Menurut Harifin, MA tak akan sembarangan mengabulkan PK oleh jaksa. Ia mencontohkan kasus Pollycarpus, terpidana pembunuh aktivis HAM Munir. Disitu kan menyangkut sorotan tentang HAM, ujarnya.

 

Kedua, perkara Djoko Tjandra menyangkut kepentingan negara. Disana ada uang negara, tuturnya. Dengan dikabulkannya PK ini, lanjutnya, berarti jaksa telah berhasil meyakinkan hakim agung bahwa ada kepentingan umum dan kepentingan negara dalam kasus yang ditanganinya.

 

Isu PK oleh jaksa memang tak berhenti sampai di sini. Persoalan selanjutnya, bila PK oleh jaksa itu dikabulkan. Apakah hak terpidana akan gugur untuk mengajukan PK? Pasalnya, UU menyebutkan bahwa PK hanya bisa diajukan sekali. MA juga baru saja mengeluarkan Surat Edaran MA No. 10 Tahun 2009. Isinya, PK memang hanya boleh diajukan sekali dengan pengecualian.   

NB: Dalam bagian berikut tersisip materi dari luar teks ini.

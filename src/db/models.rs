use chrono::{DateTime, Utc};
use serde::{Deserialize, Serialize};
use sqlx::types::Json;
use sqlx::FromRow;
use std::collections::BTreeMap;

/// One entry of a recipe's sparse nutrient map. The numeric value is parsed
/// from the raw text once at ingestion; `None` means no leading number could
/// be extracted.
#[derive(Debug, Clone, PartialEq, Serialize, Deserialize)]
pub struct NutrientValue {
    pub raw: String,
    pub value: Option<f64>,
}

pub type NutrientMap = BTreeMap<String, NutrientValue>;

#[derive(Debug, Clone, Serialize, Deserialize, FromRow)]
pub struct Recipe {
    pub id: i64,
    pub name: String,
    pub url: String,
    pub makes: Option<String>,
    pub calories_raw: Option<String>,
    pub calories_numeric: Option<f64>,
    pub soaking_time: Option<String>,
    pub preparation_time: Option<String>,
    pub cooking_time: Option<String>,
    pub baking_time: Option<String>,
    pub baking_temperature: Option<String>,
    pub sprouting_time: Option<String>,
    pub total_time: Option<String>,
    pub nutrient_values: Option<Json<NutrientMap>>,
    pub created_at: DateTime<Utc>,
}

#[derive(Debug, Clone, Serialize, Deserialize)]
pub struct NewRecipe {
    pub name: String,
    pub url: String,
    pub makes: Option<String>,
    pub calories_raw: Option<String>,
    pub calories_numeric: Option<f64>,
    pub soaking_time: Option<String>,
    pub preparation_time: Option<String>,
    pub cooking_time: Option<String>,
    pub baking_time: Option<String>,
    pub baking_temperature: Option<String>,
    pub sprouting_time: Option<String>,
    pub total_time: Option<String>,
    pub nutrient_values: NutrientMap,
}

/// Slim row returned by the filter search; tags are attached after the
/// page query via a batch lookup.
#[derive(Debug, Clone, Serialize, Deserialize, FromRow)]
pub struct RecipeSummary {
    pub id: i64,
    pub name: String,
    pub url: String,
    pub makes: Option<String>,
    pub calories_raw: Option<String>,
    pub calories_numeric: Option<f64>,
    pub total_time: Option<String>,
    pub nutrient_values: Option<Json<NutrientMap>>,
    #[sqlx(skip)]
    pub tags: Vec<String>,
}

impl RecipeSummary {
    /// Parsed numeric value for a nutrient key, if present.
    pub fn nutrient_value(&self, key: &str) -> Option<f64> {
        self.nutrient_values
            .as_ref()
            .and_then(|nv| nv.get(key))
            .and_then(|n| n.value)
    }
}

#[derive(Debug, Clone, Serialize, Deserialize, FromRow)]
pub struct IngredientWithQuantity {
    pub name: String,
    pub quantity: Option<String>,
}

/// Recipe with all child relations hydrated.
#[derive(Debug, Clone, Serialize, Deserialize)]
pub struct RecipeDetails {
    #[serde(flatten)]
    pub recipe: Recipe,
    pub ingredients: Vec<IngredientWithQuantity>,
    pub tags: Vec<String>,
    pub categories: Vec<String>,
}

#[derive(Debug, Clone, Serialize, Deserialize, FromRow)]
pub struct Tag {
    pub id: i64,
    pub name: String,
}

#[derive(Debug, Clone, Serialize, Deserialize, FromRow)]
pub struct Category {
    pub id: i64,
    pub name: String,
}

/// Name plus usage count, for tag/category listings.
#[derive(Debug, Clone, Serialize, Deserialize, FromRow)]
pub struct NameCount {
    pub name: String,
    pub count: i64,
}

/// Flat record the indexing job consumes to synthesize embedding documents.
#[derive(Debug, Clone, Serialize, Deserialize)]
pub struct IndexableRecipe {
    pub id: i64,
    pub name: String,
    pub url: String,
    pub ingredients: Vec<String>,
    pub tags: Vec<String>,
}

Harifin menegaskan PK memang hanya boleh diajukan sekali. Namun, ia menyadari kadang-kadang pengadilan negeri sulit untuk menghindar apabila ada permohonan PK. Kalau ditolak dianggap menghalangi hak seseorang, ujarnya. Karenanya, Harifin mempersilahkan pemeriksaan itu tetap berjalan dengan mengirim permohonan PK itu ke MA. Nanti kita akan mengambil sikap di MA, pungkasnya.